╭──

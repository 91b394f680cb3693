//! GraphML persistence for the heterogeneous graph (`LinearRAG.graphml`).
//!
//! Grounded on `original_source/src/LinearRAG.py`'s use of `networkx.write_graphml`
//! / `read_graphml`, reimplemented with `quick-xml` the way Classacre-ferrumyx
//! uses it for its own on-disk XML formats. Vertex attributes are `name` and
//! `content`; edge attribute is `weight`. `content` is left empty — the graph
//! itself never carries passage text, only hashes (spec.md §4.3).

use std::io::Cursor;
use std::path::Path;

use quick_xml::events::{BytesEnd, BytesStart, BytesText, Event};
use quick_xml::reader::Reader;
use quick_xml::writer::Writer;

use crate::error::{LinearRagError, Result};
use crate::graph::HeteroGraph;

const KEY_NAME: &str = "d0";
const KEY_CONTENT: &str = "d1";
const KEY_WEIGHT: &str = "d2";

pub struct GraphMl;

impl GraphMl {
    pub fn save(graph: &HeteroGraph, path: impl AsRef<Path>) -> Result<()> {
        let path = path.as_ref();
        if let Some(parent) = path.parent() {
            std::fs::create_dir_all(parent).map_err(|e| LinearRagError::NamespaceWriteFailed {
                path: parent.display().to_string(),
                source: e,
            })?;
        }

        let mut buf = Vec::new();
        let mut writer = Writer::new_with_indent(Cursor::new(&mut buf), b' ', 2);

        write_decl(&mut writer)?;

        let mut graphml = BytesStart::new("graphml");
        graphml.push_attribute(("xmlns", "http://graphml.graphdrawing.org/xmlns"));
        writer
            .write_event(Event::Start(graphml))
            .map_err(xml_err)?;

        write_key(&mut writer, KEY_NAME, "node", "name", "string")?;
        write_key(&mut writer, KEY_CONTENT, "node", "content", "string")?;
        write_key(&mut writer, KEY_WEIGHT, "edge", "weight", "double")?;

        let mut graph_elem = BytesStart::new("graph");
        graph_elem.push_attribute(("edgedefault", "undirected"));
        writer
            .write_event(Event::Start(graph_elem))
            .map_err(xml_err)?;

        for idx in graph.graph.node_indices() {
            let name = graph.name_of(idx);
            let mut node = BytesStart::new("node");
            let id = format!("n{}", idx.index());
            node.push_attribute(("id", id.as_str()));
            writer.write_event(Event::Start(node)).map_err(xml_err)?;
            write_data(&mut writer, KEY_NAME, name)?;
            write_data(&mut writer, KEY_CONTENT, "")?;
            writer
                .write_event(Event::End(BytesEnd::new("node")))
                .map_err(xml_err)?;
        }

        for edge in graph.graph.edge_indices() {
            let (a, b) = graph.graph.edge_endpoints(edge).unwrap();
            let weight = graph.graph[edge];
            let mut edge_elem = BytesStart::new("edge");
            let source = format!("n{}", a.index());
            let target = format!("n{}", b.index());
            edge_elem.push_attribute(("source", source.as_str()));
            edge_elem.push_attribute(("target", target.as_str()));
            writer
                .write_event(Event::Start(edge_elem))
                .map_err(xml_err)?;
            write_data(&mut writer, KEY_WEIGHT, &weight.to_string())?;
            writer
                .write_event(Event::End(BytesEnd::new("edge")))
                .map_err(xml_err)?;
        }

        writer
            .write_event(Event::End(BytesEnd::new("graph")))
            .map_err(xml_err)?;
        writer
            .write_event(Event::End(BytesEnd::new("graphml")))
            .map_err(xml_err)?;

        std::fs::write(path, buf)?;
        Ok(())
    }

    pub fn load(path: impl AsRef<Path>) -> Result<HeteroGraph> {
        let contents = std::fs::read_to_string(path)?;
        let mut reader = Reader::from_str(&contents);
        reader.config_mut().trim_text(true);

        let mut graph = HeteroGraph::empty();
        let mut id_to_index = std::collections::HashMap::new();

        let mut current_node_id: Option<String> = None;
        let mut current_name: Option<String> = None;
        let mut current_edge: Option<(String, String)> = None;
        let mut current_weight: Option<f32> = None;
        let mut current_key: Option<String> = None;
        let mut buf = Vec::new();

        loop {
            match reader.read_event_into(&mut buf).map_err(xml_err)? {
                Event::Eof => break,
                Event::Start(e) | Event::Empty(e) => {
                    let local = e.local_name();
                    let tag = String::from_utf8_lossy(local.as_ref()).to_string();
                    match tag.as_str() {
                        "node" => {
                            current_node_id = attr(&e, "id");
                            current_name = None;
                        }
                        "edge" => {
                            let source = attr(&e, "source");
                            let target = attr(&e, "target");
                            if let (Some(s), Some(t)) = (source, target) {
                                current_edge = Some((s, t));
                            }
                            current_weight = None;
                        }
                        "data" => {
                            current_key = attr(&e, "key");
                        }
                        _ => {}
                    }
                }
                Event::Text(t) => {
                    let text = t.unescape().map_err(xml_err)?.into_owned();
                    match current_key.as_deref() {
                        Some(KEY_NAME) => current_name = Some(text),
                        Some(KEY_WEIGHT) => current_weight = text.parse::<f32>().ok(),
                        _ => {}
                    }
                }
                Event::End(e) => {
                    let local = e.local_name();
                    let tag = String::from_utf8_lossy(local.as_ref()).to_string();
                    match tag.as_str() {
                        "node" => {
                            if let (Some(id), Some(name)) =
                                (current_node_id.take(), current_name.take())
                            {
                                let idx = graph.graph.add_node(name.clone());
                                graph.node_index.insert(name, idx);
                                id_to_index.insert(id, idx);
                            }
                        }
                        "edge" => {
                            if let Some((source, target)) = current_edge.take() {
                                if let (Some(&a), Some(&b)) =
                                    (id_to_index.get(&source), id_to_index.get(&target))
                                {
                                    graph.graph.add_edge(a, b, current_weight.unwrap_or(0.0));
                                }
                            }
                        }
                        _ => {}
                    }
                }
                _ => {}
            }
            buf.clear();
        }

        graph.passage_nodes = graph
            .node_index
            .iter()
            .filter(|(name, _)| name.starts_with("passage-"))
            .map(|(_, &idx)| idx)
            .collect();

        Ok(graph)
    }
}

fn attr(e: &BytesStart, name: &str) -> Option<String> {
    e.attributes().flatten().find_map(|a| {
        if a.key.as_ref() == name.as_bytes() {
            Some(String::from_utf8_lossy(&a.value).to_string())
        } else {
            None
        }
    })
}

fn write_decl(writer: &mut Writer<Cursor<&mut Vec<u8>>>) -> Result<()> {
    writer
        .write_event(Event::Decl(quick_xml::events::BytesDecl::new(
            "1.0",
            Some("UTF-8"),
            None,
        )))
        .map_err(xml_err)
}

fn write_key(
    writer: &mut Writer<Cursor<&mut Vec<u8>>>,
    id: &str,
    domain: &str,
    attr_name: &str,
    attr_type: &str,
) -> Result<()> {
    let mut key = BytesStart::new("key");
    key.push_attribute(("id", id));
    key.push_attribute(("for", domain));
    key.push_attribute(("attr.name", attr_name));
    key.push_attribute(("attr.type", attr_type));
    writer
        .write_event(Event::Empty(key))
        .map_err(xml_err)
}

fn write_data(
    writer: &mut Writer<Cursor<&mut Vec<u8>>>,
    key: &str,
    value: &str,
) -> Result<()> {
    let mut data = BytesStart::new("data");
    data.push_attribute(("key", key));
    writer
        .write_event(Event::Start(data))
        .map_err(xml_err)?;
    writer
        .write_event(Event::Text(BytesText::new(value)))
        .map_err(xml_err)?;
    writer
        .write_event(Event::End(BytesEnd::new("data")))
        .map_err(xml_err)
}

fn xml_err(e: quick_xml::Error) -> LinearRagError {
    LinearRagError::GraphMl(e.to_string())
}
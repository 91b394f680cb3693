//! End-to-end seed scenarios driving the full `index()` → `retrieve()` path
//! through a fake deterministic NER adapter (SPEC_FULL.md §8's worked
//! examples: two-passage retrieval, a needle in a large haystack, a
//! hyperedge surfacing in the facts preamble, sequential-passage adjacency,
//! and incremental re-indexing without re-embedding).

use std::collections::{HashMap, HashSet};
use std::sync::atomic::{AtomicUsize, Ordering};
use std::sync::Arc;

use async_trait::async_trait;

use linearrag_core::config::RetrievalConfig;
use linearrag_core::embedding::{DeterministicEmbeddings, EmbeddingError, EmbeddingGenerator, ResilientEmbeddings};
use linearrag_core::graph::graphml::GraphMl;
use linearrag_core::index::Indexer;
use linearrag_core::models::Embedding;
use linearrag_core::ner::{NerAdapter, NerResult};
use linearrag_core::retrieval::HybridRetriever;

/// Extracts entities by literal keyword match against a fixed vocabulary,
/// so every scenario below controls its own entity graph precisely.
struct FixedVocabularyNer {
    vocabulary: Vec<&'static str>,
}

impl FixedVocabularyNer {
    fn new(vocabulary: Vec<&'static str>) -> Self {
        Self { vocabulary }
    }

    fn entities_in(&self, text: &str) -> HashSet<String> {
        let lowered = text.to_lowercase();
        self.vocabulary
            .iter()
            .filter(|word| lowered.contains(*word))
            .map(|w| w.to_string())
            .collect()
    }
}

#[async_trait]
impl NerAdapter for FixedVocabularyNer {
    async fn batch_ner(&self, hash_id_to_text: &HashMap<String, String>) -> anyhow::Result<NerResult> {
        let mut result = NerResult::default();
        for (hash_id, text) in hash_id_to_text {
            let entities = self.entities_in(text);
            if !entities.is_empty() {
                result.passage_hash_id_to_entities.insert(hash_id.clone(), entities.clone());
            }
            for sentence in text.split('.') {
                let sentence = sentence.trim();
                if sentence.len() < 10 {
                    continue;
                }
                let sentence_entities = self.entities_in(sentence);
                if !sentence_entities.is_empty() {
                    result
                        .sentence_to_entities
                        .insert(sentence.to_string(), sentence_entities);
                }
            }
        }
        Ok(result)
    }

    async fn question_ner(&self, question: &str) -> anyhow::Result<HashSet<String>> {
        Ok(self.entities_in(question))
    }
}

fn test_config(dir: &tempfile::TempDir) -> RetrievalConfig {
    let mut config = RetrievalConfig::default();
    config.working_dir = dir.path().to_string_lossy().to_string();
    config.dataset_name = "scenario".to_string();
    config
}

#[tokio::test]
async fn two_passage_corpus_returns_both_on_a_shared_symptom_question() {
    let dir = tempfile::tempdir().unwrap();
    let mut config = test_config(&dir);
    config.retrieval_top_k = 2;
    let generator = ResilientEmbeddings::new(DeterministicEmbeddings::new(16));
    let ner = FixedVocabularyNer::new(vec!["aspirin", "ibuprofen", "headache"]);

    let documents = vec![
        "0: Aspirin treats headache.".to_string(),
        "1: Ibuprofen treats headache.".to_string(),
    ];
    let corpus = Indexer::index(&documents, &config, &generator, &ner).await.unwrap();

    let result = HybridRetriever::retrieve(
        "What treats headache?",
        &config,
        &corpus.stores,
        &corpus.ner,
        &corpus.graph,
        &corpus.hypergraph,
        &corpus.hyperedge_embeddings,
        &generator,
        &ner,
    )
    .await
    .unwrap();

    assert_eq!(result.sorted_passages.len(), 2);
    assert!(result.sorted_scores.iter().all(|&s| s > 0.0));
    assert!(result.sorted_passages.iter().any(|p| p.contains("Aspirin")));
    assert!(result.sorted_passages.iter().any(|p| p.contains("Ibuprofen")));
}

#[tokio::test]
async fn rare_entity_wins_top_rank_in_a_large_haystack() {
    let dir = tempfile::tempdir().unwrap();
    let mut config = test_config(&dir);
    // Isolates the entity-driven signal from dense-score noise: the
    // deterministic hash embedding carries no real semantic relevance, so a
    // pure cosine ranking over a large corpus would be arbitrary. Zeroing
    // the dense-similarity weight lets the one entity-bearing passage win
    // on the activation/PPR signal alone, independent of activation params.
    config.passage_ratio = 0.0;
    config.retrieval_top_k = 1;
    let generator = ResilientEmbeddings::new(DeterministicEmbeddings::new(16));
    let ner = FixedVocabularyNer::new(vec!["glioblastoma"]);

    const HAYSTACK_SIZE: usize = 60;
    const NEEDLE_INDEX: usize = 37;
    let mut documents = Vec::with_capacity(HAYSTACK_SIZE);
    for i in 0..HAYSTACK_SIZE {
        if i == NEEDLE_INDEX {
            documents.push(format!("{i}: A rare glioblastoma case was reported in the journal."));
        } else {
            documents.push(format!("{i}: Routine clinical filler text about unrelated topics."));
        }
    }

    let corpus = Indexer::index(&documents, &config, &generator, &ner).await.unwrap();
    let result = HybridRetriever::retrieve(
        "glioblastoma",
        &config,
        &corpus.stores,
        &corpus.ner,
        &corpus.graph,
        &corpus.hypergraph,
        &corpus.hyperedge_embeddings,
        &generator,
        &ner,
    )
    .await
    .unwrap();

    assert_eq!(result.sorted_passages.len(), 1);
    assert!(result.sorted_passages[0].contains("glioblastoma"));
}

#[tokio::test]
async fn hyperedge_on_a_co_mentioned_sentence_surfaces_in_the_facts_preamble() {
    let dir = tempfile::tempdir().unwrap();
    let mut config = test_config(&dir);
    // The deterministic hash embedding carries no real semantic signal, so
    // hyperedge-to-question cosine similarity is effectively noise here;
    // accept any hyperedge whose confidence-weighted score clears zero
    // rather than the production default, to isolate the preamble-injection
    // behavior itself from embedding-backend fidelity.
    config.hyperedge_retrieval_threshold = -1.0;
    let generator = ResilientEmbeddings::new(DeterministicEmbeddings::new(16));
    let ner = FixedVocabularyNer::new(vec!["metformin", "glucose"]);

    let documents = vec![
        "0: Metformin decreases hepatic glucose production.".to_string(),
        "1: Unrelated content about scheduling and logistics is here.".to_string(),
    ];
    let corpus = Indexer::index(&documents, &config, &generator, &ner).await.unwrap();
    assert!(!corpus.hypergraph.is_empty());

    let result = HybridRetriever::retrieve(
        "Does metformin affect glucose?",
        &config,
        &corpus.stores,
        &corpus.ner,
        &corpus.graph,
        &corpus.hypergraph,
        &corpus.hyperedge_embeddings,
        &generator,
        &ner,
    )
    .await
    .unwrap();

    assert!(result.has_hyperedge_context);
    assert!(result.sorted_passages[0].contains("[Medical Knowledge Facts]"));
    assert!(result.sorted_passages[0].contains("glucose"));
}

#[tokio::test]
async fn sequential_passages_are_linked_and_non_adjacent_ones_are_not() {
    let dir = tempfile::tempdir().unwrap();
    let config = test_config(&dir);
    let generator = ResilientEmbeddings::new(DeterministicEmbeddings::new(8));
    let ner = FixedVocabularyNer::new(vec![]);

    let documents = vec![
        "5: fifth passage text.".to_string(),
        "6: sixth passage text.".to_string(),
        "9: ninth passage text.".to_string(),
    ];
    let corpus = Indexer::index(&documents, &config, &generator, &ner).await.unwrap();

    let graphml_path = config.namespace_dir().join("LinearRAG.graphml");
    let graph = GraphMl::load(&graphml_path).unwrap();

    let hash5 = corpus.passages.iter().find(|(_, t)| t.starts_with("5:")).unwrap().0.clone();
    let hash6 = corpus.passages.iter().find(|(_, t)| t.starts_with("6:")).unwrap().0.clone();
    let hash9 = corpus.passages.iter().find(|(_, t)| t.starts_with("9:")).unwrap().0.clone();

    assert_eq!(graph.edge_weight(&hash5, &hash6), Some(1.0));
    assert_eq!(graph.edge_weight(&hash6, &hash9), None);
    assert_eq!(graph.edge_weight(&hash5, &hash9), None);
}

/// Wraps `DeterministicEmbeddings`, counting every text handed to `generate`
/// so re-indexing an unchanged corpus can be checked for zero re-encodes.
struct CountingEmbeddings {
    inner: DeterministicEmbeddings,
    calls: Arc<AtomicUsize>,
}

#[async_trait]
impl EmbeddingGenerator for CountingEmbeddings {
    async fn generate(&self, text: &str) -> Result<Embedding, EmbeddingError> {
        self.calls.fetch_add(1, Ordering::SeqCst);
        self.inner.generate(text).await
    }

    async fn batch_generate(&self, texts: &[&str]) -> Result<Vec<Embedding>, EmbeddingError> {
        self.calls.fetch_add(texts.len(), Ordering::SeqCst);
        self.inner.batch_generate(texts).await
    }

    fn dimension(&self) -> usize {
        self.inner.dimension()
    }
}

#[tokio::test]
async fn reindexing_an_unchanged_corpus_does_not_re_encode_existing_passages() {
    let dir = tempfile::tempdir().unwrap();
    let config = test_config(&dir);
    let calls = Arc::new(AtomicUsize::new(0));
    let generator = ResilientEmbeddings::new(CountingEmbeddings {
        inner: DeterministicEmbeddings::new(8),
        calls: calls.clone(),
    });
    let ner = FixedVocabularyNer::new(vec!["aspirin", "ibuprofen"]);

    let first_docs = vec!["0: aspirin treats headache".to_string()];
    Indexer::index(&first_docs, &config, &generator, &ner).await.unwrap();
    let calls_after_first = calls.load(Ordering::SeqCst);
    assert!(calls_after_first > 0);

    // Re-index the same single document: no new encoder calls at all.
    Indexer::index(&first_docs, &config, &generator, &ner).await.unwrap();
    assert_eq!(calls.load(Ordering::SeqCst), calls_after_first);

    // Add one new document: only its (passage/sentence/entity) texts are encoded.
    let second_docs = vec![
        "0: aspirin treats headache".to_string(),
        "1: ibuprofen treats pain".to_string(),
    ];
    Indexer::index(&second_docs, &config, &generator, &ner).await.unwrap();
    assert!(calls.load(Ordering::SeqCst) > calls_after_first);
}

╰──

:: About this exercise ::
Among the records above, extract exactly the lines from the line with "let mut node" to the line with "let mut current_edge: Option<(String, String)>", both lines included, and leave out the rest.

:: Result for this exercise ::
            let mut node = BytesStart::new("node");
            let id = format!("n{}", idx.index());
            node.push_attribute(("id", id.as_str()));
            writer.write_event(Event::Start(node)).map_err(xml_err)?;
            write_data(&mut writer, KEY_NAME, name)?;
            write_data(&mut writer, KEY_CONTENT, "")?;
            writer
                .write_event(Event::End(BytesEnd::new("node")))
                .map_err(xml_err)?;
        }

        for edge in graph.graph.edge_indices() {
            let (a, b) = graph.graph.edge_endpoints(edge).unwrap();
            let weight = graph.graph[edge];
            let mut edge_elem = BytesStart::new("edge");
            let source = format!("n{}", a.index());
            let target = format!("n{}", b.index());
            edge_elem.push_attribute(("source", source.as_str()));
            edge_elem.push_attribute(("target", target.as_str()));
            writer
                .write_event(Event::Start(edge_elem))
                .map_err(xml_err)?;
            write_data(&mut writer, KEY_WEIGHT, &weight.to_string())?;
            writer
                .write_event(Event::End(BytesEnd::new("edge")))
                .map_err(xml_err)?;
        }

        writer
            .write_event(Event::End(BytesEnd::new("graph")))
            .map_err(xml_err)?;
        writer
            .write_event(Event::End(BytesEnd::new("graphml")))
            .map_err(xml_err)?;

        std::fs::write(path, buf)?;
        Ok(())
    }

    pub fn load(path: impl AsRef<Path>) -> Result<HeteroGraph> {
        let contents = std::fs::read_to_string(path)?;
        let mut reader = Reader::from_str(&contents);
        reader.config_mut().trim_text(true);

        let mut graph = HeteroGraph::empty();
        let mut id_to_index = std::collections::HashMap::new();

        let mut current_node_id: Option<String> = None;
        let mut current_name: Option<String> = None;
        let mut current_edge: Option<(String, String)> = None;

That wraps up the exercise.